In 1888, Edmund J. Longyear, a mining engineer from the first graduating class at the Michigan Mining School, drilled the first diamond core hole in the Mesabi Iron Range in northern Minnesota. In 1890, he formed a contract diamond drilling company to serve the rapidly growing U.S. iron ore mining and steel industry. In 1903, Longyear and John E. Hodge formed a partnership called Longyear and Hodge to expand their business, which included contract drilling, shaft-sinking, mineral ventures, and related consulting work.

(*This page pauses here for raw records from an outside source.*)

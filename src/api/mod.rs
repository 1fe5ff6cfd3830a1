// Read API
//
// JSON over HTTP/1.1 backed by a read-only Store view. Handlers never
// mutate the database; every request runs on the shared read-only pool.
// Each endpoint domain lives in its own submodule.

pub mod blocks;
pub mod cors;
pub mod events;
pub mod helpers;
pub mod network;
pub mod transactions;
pub mod types;

#[cfg(test)]
mod api_tests;

use axum::{http::StatusCode, middleware, routing::get, Extension, Json, Router};
use tokio_util::sync::CancellationToken;
use tower_http::trace::TraceLayer;

use crate::config::CorsConfig;
use crate::error::Result;
use crate::store::Store;
use self::types::ApiError;

/// Shared request context.
#[derive(Clone)]
pub struct ApiContext {
    pub store: Store,
    pub db_path: String,
}

/// Build the router with all v1 routes, CORS, and request tracing.
pub fn router(ctx: ApiContext, cors: CorsConfig) -> Router {
    Router::new()
        .route("/", get(network::root))
        .route("/v1/health", get(network::health))
        .route("/v1/status", get(network::status))
        .route("/v1/blocks", get(blocks::list))
        .route("/v1/blocks/{height}", get(blocks::detail))
        .route("/v1/txs", get(transactions::list))
        .route("/v1/txs/{tx_hash}", get(transactions::detail))
        .route("/v1/events", get(events::list))
        .fallback(not_found_fallback)
        .layer(middleware::from_fn_with_state(cors, cors::apply))
        .layer(TraceLayer::new_for_http())
        .layer(Extension(ctx))
}

/// Bind-and-serve until the token fires, then drain in-flight requests.
pub async fn serve(
    listener: tokio::net::TcpListener,
    app: Router,
    cancel: CancellationToken,
) -> Result<()> {
    axum::serve(listener, app)
        .with_graceful_shutdown(async move { cancel.cancelled().await })
        .await?;
    Ok(())
}

// Unknown paths still answer with the stable JSON error shape.
async fn not_found_fallback() -> (StatusCode, Json<ApiError>) {
    (StatusCode::NOT_FOUND, Json(ApiError::new("not found")))
}
// ABCI Payload Normalization
//
// Event attributes arrive base64-encoded on older RPC flavors and as plain
// text on newer ones. Both are stored verbatim; a best-effort decoded
// companion (`key_text` / `value_text`) is attached for consumers.

use serde_json::{json, Value};
use sha2::{Digest, Sha256};

/// SHA-256 over the raw transaction bytes, uppercase hex: the CometBFT tx
/// hash. Undecodable input hashes as empty bytes rather than failing the
/// height.
pub fn tx_hash_hex(tx_b64: &str) -> String {
    let bytes = base64::decode(tx_b64).unwrap_or_default();
    hex::encode_upper(Sha256::digest(&bytes))
}

/// Best-effort base64 → UTF-8 text, falling back to the original value when
/// the payload does not decode, is not UTF-8, or contains control bytes
/// below U+0009.
///
/// A plaintext value that happens to be valid base64 of printable text still
/// gets decoded; consumers must not rely on the result differing from the
/// raw value on newer nodes.
pub fn maybe_b64_text(value: &str) -> String {
    if value.is_empty() {
        return String::new();
    }
    let raw = match base64::decode(value) {
        Ok(raw) => raw,
        Err(_) => return value.to_string(),
    };
    let text = match String::from_utf8(raw) {
        Ok(text) => text,
        Err(_) => return value.to_string(),
    };
    if text.chars().any(|ch| (ch as u32) < 0x09) {
        return value.to_string();
    }
    text
}

/// A single event in storage shape.
#[derive(Debug, Clone, PartialEq)]
pub struct NormalizedEvent {
    pub event_type: Option<String>,
    /// JSON array of `{key, value, key_text, value_text, index}` objects.
    pub attributes: Value,
}

impl NormalizedEvent {
    /// The `{type, attributes}` object persisted into `events_json`.
    pub fn to_value(&self) -> Value {
        json!({ "type": self.event_type, "attributes": self.attributes })
    }
}

/// Normalize a raw RPC event list. Missing, null, or otherwise unexpected
/// shapes collapse to an empty list; each attribute keeps `key`/`value`
/// verbatim and gains decoded `key_text`/`value_text` companions.
pub fn normalize_events(events: Option<&Value>) -> Vec<NormalizedEvent> {
    let Some(list) = events.and_then(Value::as_array) else {
        return Vec::new();
    };

    let mut out = Vec::with_capacity(list.len());
    for ev in list {
        let Some(ev) = ev.as_object() else { continue };

        let mut norm_attrs = Vec::new();
        if let Some(attrs) = ev.get("attributes").and_then(Value::as_array) {
            for attr in attrs {
                let Some(attr) = attr.as_object() else { continue };
                let key = attr.get("key").cloned().unwrap_or_else(|| json!(""));
                let value = attr.get("value").cloned().unwrap_or_else(|| json!(""));
                let key_text = decoded_companion(&key);
                let value_text = decoded_companion(&value);
                norm_attrs.push(json!({
                    "key": key,
                    "value": value,
                    "key_text": key_text,
                    "value_text": value_text,
                    "index": attr.get("index").cloned().unwrap_or(Value::Null),
                }));
            }
        }

        out.push(NormalizedEvent {
            event_type: ev.get("type").and_then(Value::as_str).map(str::to_string),
            attributes: Value::Array(norm_attrs),
        });
    }
    out
}

// Non-string keys/values pass through untouched.
fn decoded_companion(raw: &Value) -> Value {
    match raw {
        Value::String(s) => Value::String(maybe_b64_text(s)),
        other => other.clone(),
    }
}

/// Lenient i64 extraction: JSON numbers and numeric strings both count,
/// anything else is absent. Gas fields are strings on the wire.
pub fn lenient_i64(value: Option<&Value>) -> Option<i64> {
    match value? {
        Value::Number(n) => n.as_i64(),
        Value::String(s) => s.trim().parse().ok(),
        _ => None,
    }
}
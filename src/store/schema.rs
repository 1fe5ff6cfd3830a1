// Embedded Schema
//
// Applied on every writer open. Statements are idempotent so re-opening an
// existing database is a no-op; additive migrations append statements here
// and must preserve the existing column contracts.

pub const SCHEMA: &[&str] = &[
    "CREATE TABLE IF NOT EXISTS meta (
       key TEXT PRIMARY KEY,
       value TEXT NOT NULL
     )",
    "CREATE TABLE IF NOT EXISTS blocks (
       height INTEGER PRIMARY KEY,
       time TEXT,
       proposer_address TEXT,
       block_id_hash TEXT,
       tx_count INTEGER NOT NULL,
       block_json TEXT NOT NULL,
       results_json TEXT NOT NULL,
       indexed_at TEXT NOT NULL
     )",
    "CREATE TABLE IF NOT EXISTS txs (
       tx_hash TEXT PRIMARY KEY,
       height INTEGER NOT NULL,
       tx_index INTEGER NOT NULL,
       code INTEGER,
       gas_wanted INTEGER,
       gas_used INTEGER,
       tx_b64 TEXT,
       raw_log TEXT,
       events_json TEXT NOT NULL,
       indexed_at TEXT NOT NULL
     )",
    "CREATE INDEX IF NOT EXISTS txs_height_idx ON txs(height)",
    "CREATE TABLE IF NOT EXISTS events (
       id INTEGER PRIMARY KEY AUTOINCREMENT,
       height INTEGER NOT NULL,
       tx_hash TEXT,
       source TEXT NOT NULL,
       event_index INTEGER NOT NULL,
       event_type TEXT,
       attributes_json TEXT NOT NULL
     )",
    "CREATE INDEX IF NOT EXISTS events_height_idx ON events(height)",
    "CREATE INDEX IF NOT EXISTS events_type_idx ON events(event_type)",
    "CREATE INDEX IF NOT EXISTS events_tx_hash_idx ON events(tx_hash)",
];
// API Type Definitions
//
// Serializable envelopes shared by the endpoint handlers. Row shapes come
// straight from the store module.

use serde::Serialize;

/// Standard list envelope: `{ total, limit, offset, items }`.
#[derive(Debug, Serialize)]
pub struct Paged<T> {
    pub total: i64,
    pub limit: i64,
    pub offset: i64,
    pub items: Vec<T>,
}

/// Stable error body: `{ "error": "..." }`.
#[derive(Debug, Serialize)]
pub struct ApiError {
    pub error: String,
}

impl ApiError {
    pub fn new(message: impl Into<String>) -> Self {
        Self { error: message.into() }
    }
}

/// GET / identity document.
#[derive(Debug, Serialize)]
pub struct Identity {
    pub name: &'static str,
    pub version: &'static str,
}

/// GET /v1/health body.
#[derive(Debug, Serialize)]
pub struct Health {
    pub status: &'static str,
}

/// GET /v1/status body.
#[derive(Debug, Serialize)]
pub struct IndexerStatus {
    pub db_path: String,
    pub chain_id: Option<String>,
    pub last_indexed_height: Option<i64>,
}
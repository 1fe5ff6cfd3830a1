// Service-Level API Endpoints
//
// Identity, liveness, and indexer checkpoint status.

use axum::{Extension, Json};

use super::helpers::{internal_error, ApiResult};
use super::types::{Health, Identity, IndexerStatus};
use super::ApiContext;
use crate::store::META_CHAIN_ID;

/// GET /
/// Identity document for service discovery.
pub async fn root() -> Json<Identity> {
    Json(Identity { name: "retrochain-indexer-api", version: "v1" })
}

/// GET /v1/health
pub async fn health() -> Json<Health> {
    Json(Health { status: "ok" })
}

/// GET /v1/status
/// Chain identity and checkpoint straight from the meta table.
pub async fn status(Extension(ctx): Extension<ApiContext>) -> ApiResult<IndexerStatus> {
    let chain_id = ctx
        .store
        .meta_get(META_CHAIN_ID)
        .await
        .map_err(|e| internal_error(e.to_string()))?;
    let last_indexed_height = ctx
        .store
        .last_indexed_height()
        .await
        .map_err(|e| internal_error(e.to_string()))?;
    Ok(Json(IndexerStatus {
        db_path: ctx.db_path.clone(),
        chain_id,
        last_indexed_height,
    }))
}
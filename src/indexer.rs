// Ingestion Worker
//
// A single sequential loop: probe the chain tip, index the gap one height at
// a time, then tail-poll for new blocks. Transient failures retry the same
// height after a fixed backoff; no height is ever skipped and every height
// commits atomically.

use std::time::Duration;
use tokio_util::sync::CancellationToken;
use tracing::{error, info};

use crate::config::IndexerConfig;
use crate::error::{Error, Result};
use crate::normalize::{lenient_i64, normalize_events, tx_hash_hex, NormalizedEvent};
use crate::rpc::RpcClient;
use crate::store::{BlockRow, EventRow, EventSource, Store, TxRow, META_CHAIN_ID};

/// Fixed retry delay after a transient failure.
const BACKOFF: Duration = Duration::from_secs(2);

pub struct Indexer {
    cfg: IndexerConfig,
    store: Store,
    rpc: RpcClient,
}

enum Tick {
    /// One height committed; the tip at probe time.
    Indexed { latest: i64 },
    /// Caught up; nothing to do until the next poll.
    Tail,
}

impl Indexer {
    pub fn new(cfg: IndexerConfig, store: Store, rpc: RpcClient) -> Self {
        Self { cfg, store, rpc }
    }

    /// Open the store and RPC client described by the config.
    pub async fn connect(cfg: IndexerConfig) -> Result<Self> {
        let store = Store::open(&cfg.db_path).await?;
        let rpc = RpcClient::new(&cfg.rpc_url, cfg.request_timeout)?;
        Ok(Self { cfg, store, rpc })
    }

    pub fn store(&self) -> &Store {
        &self.store
    }

    /// Run until `cancel` fires. Transient errors retry forever on the same
    /// height; fatal ones (chain identity, store invariants) return.
    pub async fn run(&self, cancel: CancellationToken) -> Result<()> {
        let mut next = loop {
            if cancel.is_cancelled() {
                return Ok(());
            }
            match self.init().await {
                Ok(next) => break next,
                Err(e) if e.is_fatal() => {
                    error!("indexer cannot start: {}", e);
                    return Err(e);
                }
                Err(e) => {
                    error!("ERROR: {}", e);
                    pause(&cancel, BACKOFF).await;
                }
            }
        };

        info!(
            db = %self.store.path(),
            rpc = %self.rpc.base_url(),
            start = next,
            "indexer starting"
        );

        loop {
            if cancel.is_cancelled() {
                break;
            }
            if next < 1 {
                next = 1;
            }
            match self.tick(next).await {
                Ok(Tick::Indexed { latest }) => {
                    info!(height = next, latest, "indexed height");
                    next += 1;
                }
                Ok(Tick::Tail) => pause(&cancel, self.cfg.poll_interval).await,
                Err(e) if e.is_fatal() => {
                    error!("indexer stopping: {}", e);
                    return Err(e);
                }
                Err(e) => {
                    error!("ERROR: {}", e);
                    pause(&cancel, BACKOFF).await;
                }
            }
        }

        info!("indexer stopped");
        Ok(())
    }

    /// Fetch `/status`, enforce the chain-identity guard, record the chain
    /// id on first observation, and choose the first height to index.
    async fn init(&self) -> Result<i64> {
        let status = self.rpc.status().await?;
        if let Some(live) = status.chain_id {
            match self.store.meta_get(META_CHAIN_ID).await? {
                Some(stored) if stored != live => {
                    return Err(Error::ChainIdMismatch { stored, live });
                }
                Some(_) => {}
                None => self.store.meta_set(META_CHAIN_ID, &live).await?,
            }
            info!(chain_id = %live, "chain identity");
        }

        let next = match self.cfg.start_height {
            Some(h) => h,
            None => match self.store.last_indexed_height().await? {
                Some(last) => last + 1,
                None => 1,
            },
        };
        Ok(next.max(1))
    }

    async fn tick(&self, next: i64) -> Result<Tick> {
        let status = self.rpc.status().await?;
        let latest = status.latest_height;
        if next > latest {
            return Ok(Tick::Tail);
        }
        self.index_height(next).await?;
        self.store.set_last_indexed_height(next).await?;
        Ok(Tick::Indexed { latest })
    }

    /// Fetch, normalize, and atomically commit one height.
    pub async fn index_height(&self, height: i64) -> Result<()> {
        let block = self.rpc.block(height).await?;
        let results = self.rpc.block_results(height).await?;

        let mut events: Vec<EventRow> = Vec::new();
        let mut event_index: i64 = 0;

        // Block-scope events first, in fixed bucket order. Within a bucket
        // the RPC order is kept.
        let buckets = [
            (EventSource::BeginBlock, &results.begin_block_events),
            (EventSource::EndBlock, &results.end_block_events),
            (EventSource::FinalizeBlock, &results.finalize_block_events),
        ];
        for (source, bucket) in buckets {
            for ev in normalize_events(bucket.as_ref()) {
                events.push(EventRow {
                    tx_hash: None,
                    source,
                    event_index,
                    event_type: ev.event_type.clone(),
                    attributes_json: serde_json::to_string(&ev.attributes)?,
                });
                event_index += 1;
            }
        }

        // Tx rows and their events, in block order, continuing the counter.
        let mut txs: Vec<TxRow> = Vec::with_capacity(block.txs.len());
        for (i, tx_b64) in block.txs.iter().enumerate() {
            let tx_hash = tx_hash_hex(tx_b64);
            let res = results.txs_results.get(i);
            let tx_events = normalize_events(res.and_then(|r| r.events.as_ref()));

            let events_value: Vec<serde_json::Value> =
                tx_events.iter().map(NormalizedEvent::to_value).collect();
            txs.push(TxRow {
                tx_hash: tx_hash.clone(),
                tx_index: i as i64,
                code: res.and_then(|r| lenient_i64(r.code.as_ref())),
                gas_wanted: res.and_then(|r| lenient_i64(r.gas_wanted.as_ref())),
                gas_used: res.and_then(|r| lenient_i64(r.gas_used.as_ref())),
                tx_b64: tx_b64.clone(),
                raw_log: res.and_then(|r| r.log.clone()),
                events_json: serde_json::to_string(&events_value)?,
            });

            for ev in tx_events {
                events.push(EventRow {
                    tx_hash: Some(tx_hash.clone()),
                    source: EventSource::Tx,
                    event_index,
                    event_type: ev.event_type.clone(),
                    attributes_json: serde_json::to_string(&ev.attributes)?,
                });
                event_index += 1;
            }
        }

        // tx_count follows the block's own tx list even if txs_results
        // disagrees about the length.
        let row = BlockRow {
            height,
            time: block.time,
            proposer_address: block.proposer_address,
            block_id_hash: block.block_id_hash,
            tx_count: block.txs.len() as i64,
            block_json: serde_json::to_string(&block.raw)?,
            results_json: serde_json::to_string(&results.raw)?,
        };

        self.store.write_height(&row, &txs, &events).await
    }
}

/// Sleep that returns early on cancellation.
async fn pause(cancel: &CancellationToken, dur: Duration) {
    tokio::select! {
        _ = cancel.cancelled() => {}
        _ = tokio::time::sleep(dur) => {}
    }
}
/// Telemetry Module - Structured Logging with Tracing
///
/// - Structured logging with tracing
/// - JSON vs pretty format support
/// - File logging with daily rotation
/// - RUST_LOG env var support

use tracing_appender::rolling;
use tracing_subscriber::{fmt, layer::SubscriberExt, util::SubscriberInitExt, EnvFilter};

/// Telemetry configuration
#[derive(Debug, Clone)]
pub struct TelemetryConfig {
    /// Log level: "trace", "debug", "info", "warn", "error"
    pub log_level: String,
    /// Log format: "json" or "pretty"
    pub log_format: String,
    /// Optional log file path (None = console only)
    pub log_file: Option<String>,
    /// Rotation interval: "daily", "hourly", "never"
    pub rotation: String,
}

impl Default for TelemetryConfig {
    fn default() -> Self {
        Self {
            log_level: std::env::var("RUST_LOG").unwrap_or_else(|_| "info".to_string()),
            log_format: std::env::var("RETROCHAIN_LOG_FORMAT").unwrap_or_else(|_| "pretty".to_string()),
            log_file: std::env::var("RETROCHAIN_LOG_FILE").ok(),
            rotation: "daily".to_string(),
        }
    }
}

/// Initialize the tracing subscriber.
///
/// Reads RUST_LOG (default: info), supports JSON vs pretty format and an
/// optional rotating log file.
pub fn init_tracing(config: TelemetryConfig) -> Result<(), Box<dyn std::error::Error>> {
    let env_filter = EnvFilter::try_from_default_env()
        .unwrap_or_else(|_| EnvFilter::new(&config.log_level));

    if let Some(log_file_path) = config.log_file {
        let path = std::path::Path::new(&log_file_path);
        let directory = path
            .parent()
            .ok_or("Invalid log file path: no parent directory")?;
        let filename_prefix = path
            .file_stem()
            .and_then(|s| s.to_str())
            .ok_or("Invalid log file path: no filename")?;

        let file_appender = match config.rotation.as_str() {
            "hourly" => rolling::hourly(directory, filename_prefix),
            "never" => rolling::never(
                directory,
                path.file_name().ok_or("Invalid log file path: no filename")?,
            ),
            _ => rolling::daily(directory, filename_prefix),
        };

        let (non_blocking, guard) = tracing_appender::non_blocking(file_appender);

        if config.log_format == "json" {
            tracing_subscriber::registry()
                .with(env_filter)
                .with(
                    fmt::layer()
                        .json()
                        .with_current_span(true)
                        .with_span_list(true)
                        .with_writer(non_blocking),
                )
                .init();
        } else {
            tracing_subscriber::registry()
                .with(env_filter)
                .with(
                    fmt::layer()
                        .with_target(false)
                        .with_thread_ids(false)
                        .with_writer(non_blocking),
                )
                .init();
        }

        // Keep guard alive (otherwise logs won't flush)
        std::mem::forget(guard);
    } else if config.log_format == "json" {
        tracing_subscriber::registry()
            .with(env_filter)
            .with(fmt::layer().json().with_current_span(true).with_span_list(true))
            .init();
    } else {
        tracing_subscriber::registry()
            .with(env_filter)
            .with(fmt::layer().with_target(false).with_thread_ids(false))
            .init();
    }

    Ok(())
}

In 1911, the Longyear and Hodge partnership merged with Longyear's separate contract drilling company to E.J. Longyear ("Longyear") Company. The company's first price list in 1912 featured 19 drill models with drilling capabilities between 750 and 5,000 feet. Those drills were powered mainly by steam engines, which later were replaced by internal combustion engines developed in the 1920s. The company expanded rapidly in the U.S. and overseas. From 1912 to 1916, the company drilled for copper in Cuba, the company's first international project. In 1914, Longyear began setting up the first of six diamond core rigs for Phelps Dodge Corporation to explore for copper in Arizona. In 1919, the company began a 15-month drilling project in Yunnan Province, China.

===1920s to 1930s===
By the 1920s, about half of the company's drilling was outside the continental United States. Robert Longyear, Edmund's son, became president of the firm in 1924, preserving the chain of family ownership and management that would continue for another 40 years. In 1929, Longyear sold almost US$1.5 million worth of drilling equipment to other drillers. The following year the company formed its first foreign subsidiary in Canada. The company also signed its first contract for work in Africa, sending equipment and a crew to provide drilling for copper ores. However, the stock market crash of October 1929 and the subsequent Great Depression reduced earnings to $79,000 in 1933. During the 1930s, Longyear took on a project drilling for core samples for the proposed Golden Gate Bridge in San Francisco. In spite of the financial crisis, the 1930s saw improvements in diamond drilling technology, including the use of industrial-quality diamonds mined in Africa that were called "boarts". In 1936, South Africa's Anglo American Corporation formed Boart Products South Africa (Pty) Limited, which was later named Boart International. The new company developed the first mechanically-set diamond core bits, which were less expensive than the hand-set core bits that used more expensive Brazilian diamonds (carbonados).

===1940s to 1950s===
Longyear's business gradually improved in the 1940s in response to expanding worldwide mineral exploration. In 1949, the company began a close, long-term general business and marketing relationship with Christensen Diamond Products (CDP). Christensen's diamond knowledge and buying power combined with Longyear's drilling expertise created a platform that the two companies leveraged to introduce dependable and highly productive surface-set diamond bits to the industry. During the 1950s, the two firms jointly developed business ventures in Japan, France, Canada, Mexico, the Netherlands, Australia, Germany, the Philippines and Costa Rica. Meanwhile, Longyear expanded its Canadian business, which grew to $10 million by the end of 1967. This growth fueled new technological innovation, and in 1958 Longyear patented the first wireline core retrieval system, which increased productivity on worksites within the diamond drilling industry and made tripping core from the bottom of the hole safer for the drilling assistant. This system later became known as the Q Wireline System.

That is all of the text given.